FDA clears Aprea Therapeutic’s Investigational New Drug (IND) application (IND 169359) for oral WEE1 Inhibitor, APR-1051
Aprea to initiate the Phase 1 ACESOT-1051 trial. Learn more

Clinical Trials Put Discovery Into Action


Every day, Aprea is one step closer to bringing breakthrough DDR-targeted therapies to market.

The goal of clinical trials is to advance our robust pipeline of novel, highly selective therapies and quickly bring them to market to benefit the greatest number of cancer patients possible.

Current Clinical Trials

Aprea’s leading candidates, ATRN-119 and APR-1051, are a significant opportunity to address the unmet medical needs of cancer patients.

Aprea is in the beginning stages of developing next-generation cancer therapies. Our lead candidate, ATRN-119, an ATR inhibitor, is currently in a Phase 1/2a trial, and our second candidate, APR-1051, a WEE1 inhibitor, will begin clinical studies in 1H 2024. Initial findings and data indicate a strong foundation for moving forward in both programs.

Lead Candidate, ATRN-119

Aprea’s macrocyclic ATR inhibitor, ATRN-119, is undergoing its first-in-human phase 1/2a trial in patients with advanced solid tumors.

Outcomes to date show:

  • Daily dosing of ATRN-119 may result in persistent tumor-reducing effect.
  • In vivo combination studies demonstrate significant synergy between ATRN-119 and poly (ADP-ribose) polymerase (PARP) inhibition.
  • No dose-limiting toxicities have been reported in patients treated with ATRN-119 as of cohort 3 dose level. Dose escalation continues to explore higher dose levels.
  • ATRN-119 appears to be well tolerated with a manageable toxicity profile.
  • This Phase 1/2a study is currently enrolling eligible study patients at four U.S. sites.

We anticipate ATRN-119 Phase 1 readout to be available in 4Q 2024, and to initiate Phase 2a expansion stage during 1Q 2025.

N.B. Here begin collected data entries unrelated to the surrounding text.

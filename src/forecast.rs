/*
 *  forecast.rs
 *
 *  lcdticker - stock forecasts on a character LCD
 *  (c) 2020-26 Stuart Hunter
 *
 *  Score providers for ticker symbols
 *
 *  This program is free software: you can redistribute it and/or modify
 *  it under the terms of the GNU General Public License as published by
 *  the Free Software Foundation, either version 3 of the License, or
 *  (at your option) any later version.
 *
 *  This program is distributed in the hope that it will be useful,
 *  but WITHOUT ANY WARRANTY; without even the implied warranty of
 *  MERCHANTABILITY or FITNESS FOR A PARTICULAR PURPOSE.  See the
 *  GNU General Public License for more details.
 *
 *  See <http://www.gnu.org/licenses/> to get a copy of the GNU General
 *  Public License.
 *
 */

use std::collections::BTreeMap;
use std::fmt;
use std::path::PathBuf;
use std::process::{Command, Stdio};

use log::{debug, info, warn};
use thiserror::Error;

use crate::config::ForecastConfig;

/// Shown on line 2 when the service does not know the ticker.
pub const NOT_FOUND_TEXT: &str = "Not Found!";

/// Outcome of scoring one ticker.
#[derive(Debug, Clone, Copy, PartialEq)]
pub enum Forecast {
    /// Score in 0..=100
    Score(f64),
    NotFound,
}

impl fmt::Display for Forecast {
    fn fmt(&self, f: &mut fmt::Formatter<'_>) -> fmt::Result {
        match self {
            Forecast::Score(s) => f.write_str(&format_score(*s)),
            Forecast::NotFound => f.write_str(NOT_FOUND_TEXT),
        }
    }
}

/// Two decimals at most, trailing zeros dropped: 72.0 -> "72", 55.5 -> "55.5".
pub fn format_score(score: f64) -> String {
    let s = format!("{:.2}", score);
    s.trim_end_matches('0').trim_end_matches('.').to_string()
}

#[derive(Debug, Error)]
pub enum ForecastError {
    #[error("failed to run {program}: {source}")]
    Spawn {
        program: String,
        #[source]
        source: std::io::Error,
    },
    #[error("score {0} outside 0..=100")]
    OutOfRange(f64),
    #[error("no forecast provider configured")]
    Unconfigured,
}

/// Gives a score for a ticker, or says it does not know it.
///
/// Called from the display thread; implementations may block.
pub trait ForecastService: Send {
    fn forecast(&mut self, ticker: &str) -> Result<Forecast, ForecastError>;
}

pub type BoxedForecast = Box<dyn ForecastService>;

fn checked(score: f64) -> Result<Forecast, ForecastError> {
    if score.is_finite() && (0.0..=100.0).contains(&score) {
        Ok(Forecast::Score(score))
    } else {
        Err(ForecastError::OutOfRange(score))
    }
}

/// Fixed table of scores; unknown tickers are not found.
#[derive(Debug, Clone, Default)]
pub struct FixtureForecast {
    scores: BTreeMap<String, f64>,
}

impl FixtureForecast {
    pub fn new(scores: BTreeMap<String, f64>) -> Self {
        // keys compared upper case, as tickers arrive
        let scores = scores.into_iter().map(|(k, v)| (k.to_uppercase(), v)).collect();
        Self { scores }
    }
}

impl ForecastService for FixtureForecast {
    fn forecast(&mut self, ticker: &str) -> Result<Forecast, ForecastError> {
        match self.scores.get(&ticker.to_uppercase()) {
            Some(&score) => checked(score),
            None => Ok(Forecast::NotFound),
        }
    }
}

/// Runs an external scorer with the ticker as its last argument.
///
/// A zero exit with a number on stdout is the score; a non-zero exit or
/// anything that does not parse means the ticker was not found.
#[derive(Debug, Clone)]
pub struct CommandForecast {
    program: PathBuf,
    args: Vec<String>,
}

impl CommandForecast {
    pub fn new(program: PathBuf, args: Vec<String>) -> Self {
        Self { program, args }
    }
}

impl ForecastService for CommandForecast {
    fn forecast(&mut self, ticker: &str) -> Result<Forecast, ForecastError> {
        debug!("Running {} for {}", self.program.display(), ticker);
        let output = Command::new(&self.program)
            .args(&self.args)
            .arg(ticker)
            .stdin(Stdio::null())
            .stderr(Stdio::inherit())
            .output()
            .map_err(|source| ForecastError::Spawn {
                program: self.program.display().to_string(),
                source,
            })?;

        if !output.status.success() {
            info!("{} exited with {} for {}", self.program.display(), output.status, ticker);
            return Ok(Forecast::NotFound);
        }

        let stdout = String::from_utf8_lossy(&output.stdout);
        // first whitespace-separated token; sequence outputs keep their head
        match stdout.split_whitespace().next().map(str::parse::<f64>) {
            Some(Ok(score)) => checked(score),
            _ => {
                warn!("Unusable score output for {}: {:?}", ticker, stdout.trim());
                Ok(Forecast::NotFound)
            }
        }
    }
}

/// Service with nothing behind it; every request is an error.
#[derive(Debug, Clone, Copy, Default)]
pub struct NoForecast;

impl ForecastService for NoForecast {
    fn forecast(&mut self, _ticker: &str) -> Result<Forecast, ForecastError> {
        Err(ForecastError::Unconfigured)
    }
}

/// External program if configured, else the score table.
pub fn from_config(config: Option<&ForecastConfig>) -> BoxedForecast {
    match config {
        Some(ForecastConfig { program: Some(program), args, .. }) => {
            info!("Forecasts from {}", program.display());
            Box::new(CommandForecast::new(program.clone(), args.clone().unwrap_or_default()))
        }
        Some(ForecastConfig { scores: Some(scores), .. }) => {
            info!("Forecasts from a table of {} tickers", scores.len());
            Box::new(FixtureForecast::new(scores.clone()))
        }
        _ => {
            warn!("No forecast provider configured");
            Box::new(NoForecast)
        }
    }
}

#[cfg(test)]
mod tests {
    use super::*;

    fn table() -> FixtureForecast {
        FixtureForecast::new(BTreeMap::from([
            ("AAPL".to_string(), 72.0),
            ("goog".to_string(), 55.25),
            ("BAD".to_string(), 140.0),
        ]))
    }

    #[test]
    fn test_format_score() {
        assert_eq!(format_score(72.0), "72");
        assert_eq!(format_score(55.5), "55.5");
        assert_eq!(format_score(55.25), "55.25");
        assert_eq!(format_score(33.333), "33.33");
        assert_eq!(format_score(0.0), "0");
        assert_eq!(format_score(100.0), "100");
    }

    #[test]
    fn test_forecast_display() {
        assert_eq!(Forecast::Score(72.0).to_string(), "72");
        assert_eq!(Forecast::NotFound.to_string(), "Not Found!");
    }

    #[test]
    fn test_fixture_lookup() {
        let mut f = table();
        assert_eq!(f.forecast("AAPL").unwrap(), Forecast::Score(72.0));
        assert_eq!(f.forecast("GOOG").unwrap(), Forecast::Score(55.25));
        assert_eq!(f.forecast("ZZZZ").unwrap(), Forecast::NotFound);
        assert!(matches!(f.forecast("BAD"), Err(ForecastError::OutOfRange(_))));
    }

    #[test]
    fn test_no_provider() {
        let mut f = from_config(None);
        assert!(matches!(f.forecast("AAPL"), Err(ForecastError::Unconfigured)));
    }

    #[cfg(unix)]
    #[test]
    fn test_command_score() {
        let mut f = CommandForecast::new(PathBuf::from("/bin/echo"), vec!["42.5".into()]);
        // echo prints "42.5 AAPL"; the first token is the score
        assert_eq!(f.forecast("AAPL").unwrap(), Forecast::Score(42.5));
    }

    #[cfg(unix)]
    #[test]
    fn test_command_non_numeric_is_not_found() {
        let mut f = CommandForecast::new(PathBuf::from("/bin/echo"), vec![]);
        assert_eq!(f.forecast("AAPL").unwrap(), Forecast::NotFound);
    }

    #[cfg(unix)]
    #[test]
    fn test_command_failure_is_not_found() {
        let mut f = CommandForecast::new(PathBuf::from("/bin/sh"), vec!["-c".into(), "exit 3".into()]);
        assert_eq!(f.forecast("AAPL").unwrap(), Forecast::NotFound);
    }

    #[test]
    fn test_missing_program_is_error() {
        let mut f = CommandForecast::new(PathBuf::from("/nonexistent/scorer"), vec![]);
        assert!(matches!(f.forecast("AAPL"), Err(ForecastError::Spawn { .. })));
    }

    #[test]
    fn test_from_config_prefers_program() {
        let config = ForecastConfig {
            scores: Some(BTreeMap::from([("AAPL".to_string(), 1.0)])),
            program: Some(PathBuf::from("/nonexistent/scorer")),
            args: None,
        };
        let mut f = from_config(Some(&config));
        assert!(f.forecast("AAPL").is_err());
    }
}
/*
 *  display/drivers/hd44780.rs
 *
 *  lcdticker - stock forecasts on a character LCD
 *  (c) 2020-26 Stuart Hunter
 *
 *  HD44780 character LCD behind a PCF8574 I2C backpack
 *
 *  This program is free software: you can redistribute it and/or modify
 *  it under the terms of the GNU General Public License as published by
 *  the Free Software Foundation, either version 3 of the License, or
 *  (at your option) any later version.
 *
 *  This program is distributed in the hope that it will be useful,
 *  but WITHOUT ANY WARRANTY; without even the implied warranty of
 *  MERCHANTABILITY or FITNESS FOR A PARTICULAR PURPOSE.  See the
 *  GNU General Public License for more details.
 *
 *  See <http://www.gnu.org/licenses/> to get a copy of the GNU General
 *  Public License.
 *
 */

use lcdticker_driver_hd44780::glyph::GLYPH_SLOTS;
use lcdticker_driver_hd44780::{GlyphLoader, GlyphSet, Hd44780, LineLayout, ProtocolState, Transport};
use log::info;

use crate::display::error::DisplayError;
use crate::display::traits::{CharacterDisplay, DisplayCapabilities};

/// HD44780 display driver wrapper
pub struct Hd44780Driver<T: Transport> {
    lcd: Hd44780<T>,

    /// Display capabilities
    capabilities: DisplayCapabilities,
}

impl<T: Transport> Hd44780Driver<T> {
    /// Wrap a transport; nothing is sent until `init`.
    pub fn new(transport: T, lines: u8, columns: u8, backlight: bool) -> Self {
        info!(
            "HD44780 {}x{} at {}, backlight {}",
            columns,
            lines,
            transport.address(),
            if backlight { "on" } else { "off" }
        );

        let capabilities = DisplayCapabilities {
            lines,
            columns,
            custom_glyphs: GLYPH_SLOTS,
            supports_backlight: true,
        };

        Self {
            lcd: Hd44780::new(transport, LineLayout::new(lines, columns), backlight),
            capabilities,
        }
    }

    pub fn state(&self) -> ProtocolState {
        self.lcd.state()
    }
}

impl<T: Transport + Send> CharacterDisplay for Hd44780Driver<T> {
    fn capabilities(&self) -> &DisplayCapabilities {
        &self.capabilities
    }

    fn init(&mut self) -> Result<(), DisplayError> {
        Ok(self.lcd.init()?)
    }

    fn write_line(&mut self, line: u8, text: &str) -> Result<(), DisplayError> {
        Ok(self.lcd.write_line(line, text)?)
    }

    fn write_extended_line(&mut self, line: u8, text: &str) -> Result<(), DisplayError> {
        Ok(self.lcd.write_extended_line(line, text)?)
    }

    fn clear(&mut self) -> Result<(), DisplayError> {
        Ok(self.lcd.clear()?)
    }

    fn set_backlight(&mut self, on: bool) -> Result<(), DisplayError> {
        Ok(self.lcd.set_backlight(on)?)
    }

    fn backlight(&self) -> bool {
        self.lcd.backlight()
    }

    fn load_glyphs(&mut self, glyphs: &GlyphSet) -> Result<(), DisplayError> {
        Ok(GlyphLoader::load(&mut self.lcd, glyphs)?)
    }
}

Preclinical Studies of APR-1051 Monotherapy

APR-1051 shows promise as a potent and highly selective WEE1 inhibitor that may offer new ways to treat CCNE1AMP cancers.

Preclinical Studies indicate:

  • APR-1051 is highly selective WEE1 inhibitor that may limit off-target toxicity.
  • Structural differentiation from other WEE1 Inhibitors and potentially favorable PK properties make APR-1051 a standout among existing solutions.
  • APR-1051 appears to cause lower inhibition of hERG, a potential indicator of low cardiotoxicity and causes minimal anemia at dose and scheduling that suppress tumor growth.

These findings have justified IND-enabling studies for clinical development of APR-1051.

A Planned Phase I, Open-Label, Multicenter, First-In-Human Study of WEE1

Aprea will be investigating the safety, tolerability, pharmacokinetics and preliminary efficacy of APR-1051 in patients with advanced solid tumors.

We will be addressing unmet medical needs in potential specific target populations that may include:

  • Ovarian, colorectal, prostate and breast cancers
  • Platinum-resistant
  • PARP-resistant
  • Hematological
  • Gastrointestinal

Expanded Access / Compassionate Use Policy


Expanded access, also known as compassionate use, may be an option for some individuals with serious or life-threatening conditions, who have exhausted all available medical options and do not qualify for clinical trials. Given the stage of development for our investigational agents, Aprea is currently not offering expanded use programs.

Please continue to monitor clinicaltrials.gov for additional options and our website for changes to our Expanded Use programs.

Consistent with the 21st Century Cures Act, Aprea may revise this Expanded Access policy at any time. This policy applies to all of Aprea’s investigational products.